William Strutz acquired his first-edition copy of Mary Shelley’s 1818 Frankenstein: or, The Modern Prometheus in 1975 and had the foresight to obtain the only known copy in the original pink boards in private hands. The other two known copies in pink boards reside in the Pforzheimer and Berg Collections at the New York Public Library.

The tome opened live bidding at $300,000 Thursday, then, almost instantly, skyrocketed to its final price of $843,750. Said auctioneer Mike Sadler when introducing Strutz’s Frankenstein, “Every signature sale has a signature lot.”

As it turned out, this one had many. No less extraordinary was Strutz’s copy of 1925’s first printing of the first edition of The Great Gatsby, which boasts a superior dust jacket featuring perhaps the most famous book cover of all time: Francis Cugat’s painting Celestial Eyes hovering over an illuminated cityscape. Inside, the author wrote a note for its recipient: “For D. L. Shelton / from his Sincerely / F Scott Fitzgerald / Feb 1927.”

Before Thursday, no other copy of The Great Gatsby had ever broken the $400,000 barrier.

Bidders also fought over a first edition presentation copy of Tolkien’s 1937 The Hobbit, featuring a dust jacket — likewise the creation of Tolkien — so brilliant-bright its snow-capped mountains seem to burst out of its famously verdant landscape. Tolkien gifted this copy to dear friends, writing inside, “Charles & Dorothy Moore / from. / J.R.R.T / with love / September 1937.”

There are but 2,000 copies of the first printing of the first edition of Thoreau’s masterpiece 1854 Walden; or Life in the Woods, but only one inscribed to the author’s literary executor (and hiking companion) Harrison Gray Otis Blake. Hence its record-setting price of $275,000.

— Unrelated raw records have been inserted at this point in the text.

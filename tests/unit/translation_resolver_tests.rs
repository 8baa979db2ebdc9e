/*!
 * Tests for pure translation resolution
 */

use std::collections::BTreeSet;
use video_config::{available_translations, TranscriptDescriptor, FALLBACK_LANGUAGE};
use crate::common;

fn set(codes: &[&str]) -> BTreeSet<String> {
    codes.iter().map(|c| c.to_string()).collect()
}

/// Uploaded German and Croatian transcripts are reported regardless of the flag
#[test]
fn test_available_translations_withMultipleTranscripts_shouldReturnAllKeys() {
    let d = common::descriptor(&[("ge", "subs_grmtran1.srt"), ("hr", "subs_croatian1.srt")]);

    assert_eq!(available_translations(&d, true), set(&["ge", "hr"]));
    assert_eq!(available_translations(&d, false), set(&["ge", "hr"]));
}

#[test]
fn test_available_translations_withNoTranscriptsAndFallback_shouldReturnEnglish() {
    let result = available_translations(&TranscriptDescriptor::new(), true);
    assert_eq!(result, set(&[FALLBACK_LANGUAGE]));
}

#[test]
fn test_available_translations_withNoTranscriptsNoFallback_shouldReturnEmpty() {
    let result = available_translations(&TranscriptDescriptor::new(), false);
    assert!(result.is_empty());
}

/// A video with any transcript never receives the fallback language
#[test]
fn test_available_translations_withoutEnglishKey_shouldNotAddFallback() {
    let d = common::descriptor(&[("es", "es.srt"), ("zh", "zh.srt")]);
    assert_eq!(available_translations(&d, true), set(&["es", "zh"]));
}

#[test]
fn test_available_translations_withEnglishKey_shouldNotDuplicate() {
    let d = common::descriptor(&[("en", "en.srt")]);
    let result = available_translations(&d, true);
    assert_eq!(result.len(), 1);
    assert!(result.contains("en"));
}

/// Codes that are not ISO 639 are passed through untouched
#[test]
fn test_available_translations_withNonIsoCodes_shouldKeepThemVerbatim() {
    let d = common::descriptor(&[("ge", "a.srt"), ("zh_HANS", "b.srt"), ("pt-BR", "c.srt")]);
    assert_eq!(available_translations(&d, false), set(&["ge", "pt-BR", "zh_HANS"]));
}

#[test]
fn test_available_translations_repeatedCalls_shouldBeIdempotent() {
    let d = common::descriptor(&[("fr", "fr.srt"), ("de", "de.srt")]);
    let first = available_translations(&d, true);
    let second = available_translations(&d, true);
    assert_eq!(first, second);

    let empty = TranscriptDescriptor::new();
    assert_eq!(available_translations(&empty, false), available_translations(&empty, false));
    assert_eq!(available_translations(&empty, true), available_translations(&empty, true));
}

Bidding wars abounded throughout the event, with numerous lots exceeding their pre-auction estimates, among them the first edition of John Milton’s 380-year-old prose polemic Areopagitica; A Speech of Mr. John Milton For the Liberty of Unlicenc’d Printing, To the Parliament of England, which argues for freedom of the press, speech and expression — an essential document no matter the moment. Only twice before has a copy reached the auction block. No other copies have ever sold for more: $93,750.